## [HOW TO COMPLETE THIS TASK]
Each line of the records that includes "caption" should be found and copied.

□ □ □ □

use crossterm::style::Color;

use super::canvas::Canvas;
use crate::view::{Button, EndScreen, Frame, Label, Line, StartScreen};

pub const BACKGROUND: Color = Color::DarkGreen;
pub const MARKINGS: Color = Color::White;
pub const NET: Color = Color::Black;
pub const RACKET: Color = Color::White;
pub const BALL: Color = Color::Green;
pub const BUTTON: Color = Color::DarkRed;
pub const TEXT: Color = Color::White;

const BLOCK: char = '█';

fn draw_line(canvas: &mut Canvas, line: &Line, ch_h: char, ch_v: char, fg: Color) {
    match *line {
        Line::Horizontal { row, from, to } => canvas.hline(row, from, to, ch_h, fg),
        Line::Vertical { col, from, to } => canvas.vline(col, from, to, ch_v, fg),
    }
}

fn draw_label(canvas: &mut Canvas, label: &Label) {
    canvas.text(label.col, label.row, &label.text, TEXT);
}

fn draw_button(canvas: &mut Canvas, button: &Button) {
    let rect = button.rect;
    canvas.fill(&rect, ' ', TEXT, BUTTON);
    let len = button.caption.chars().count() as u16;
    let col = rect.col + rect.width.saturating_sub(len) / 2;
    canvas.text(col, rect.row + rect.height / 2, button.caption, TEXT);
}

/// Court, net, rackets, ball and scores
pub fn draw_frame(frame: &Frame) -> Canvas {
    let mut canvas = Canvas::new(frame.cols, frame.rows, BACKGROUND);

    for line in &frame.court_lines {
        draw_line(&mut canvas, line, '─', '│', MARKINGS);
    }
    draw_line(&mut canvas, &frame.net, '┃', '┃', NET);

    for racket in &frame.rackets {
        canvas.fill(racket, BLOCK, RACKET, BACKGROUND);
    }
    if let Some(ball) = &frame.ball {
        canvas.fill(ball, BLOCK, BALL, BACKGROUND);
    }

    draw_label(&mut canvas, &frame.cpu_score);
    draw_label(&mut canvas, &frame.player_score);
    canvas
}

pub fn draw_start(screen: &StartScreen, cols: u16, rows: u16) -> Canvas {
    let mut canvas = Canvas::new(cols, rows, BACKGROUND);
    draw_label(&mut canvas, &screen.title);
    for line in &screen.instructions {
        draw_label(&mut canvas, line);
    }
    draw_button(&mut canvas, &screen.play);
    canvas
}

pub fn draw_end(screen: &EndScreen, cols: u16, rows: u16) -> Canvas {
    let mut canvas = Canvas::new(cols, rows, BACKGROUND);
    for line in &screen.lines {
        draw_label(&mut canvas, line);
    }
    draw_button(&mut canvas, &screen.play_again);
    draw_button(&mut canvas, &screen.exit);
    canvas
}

□ □ □ □

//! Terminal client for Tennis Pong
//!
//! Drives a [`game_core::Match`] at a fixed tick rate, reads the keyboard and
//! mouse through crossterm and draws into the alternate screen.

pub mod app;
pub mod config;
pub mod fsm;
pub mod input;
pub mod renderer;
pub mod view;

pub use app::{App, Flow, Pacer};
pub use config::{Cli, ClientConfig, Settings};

□ □ □ □

## [OUTPUT FOR THIS TASK]
    let len = button.caption.chars().count() as u16;
    canvas.text(col, rect.row + rect.height / 2, button.caption, TEXT);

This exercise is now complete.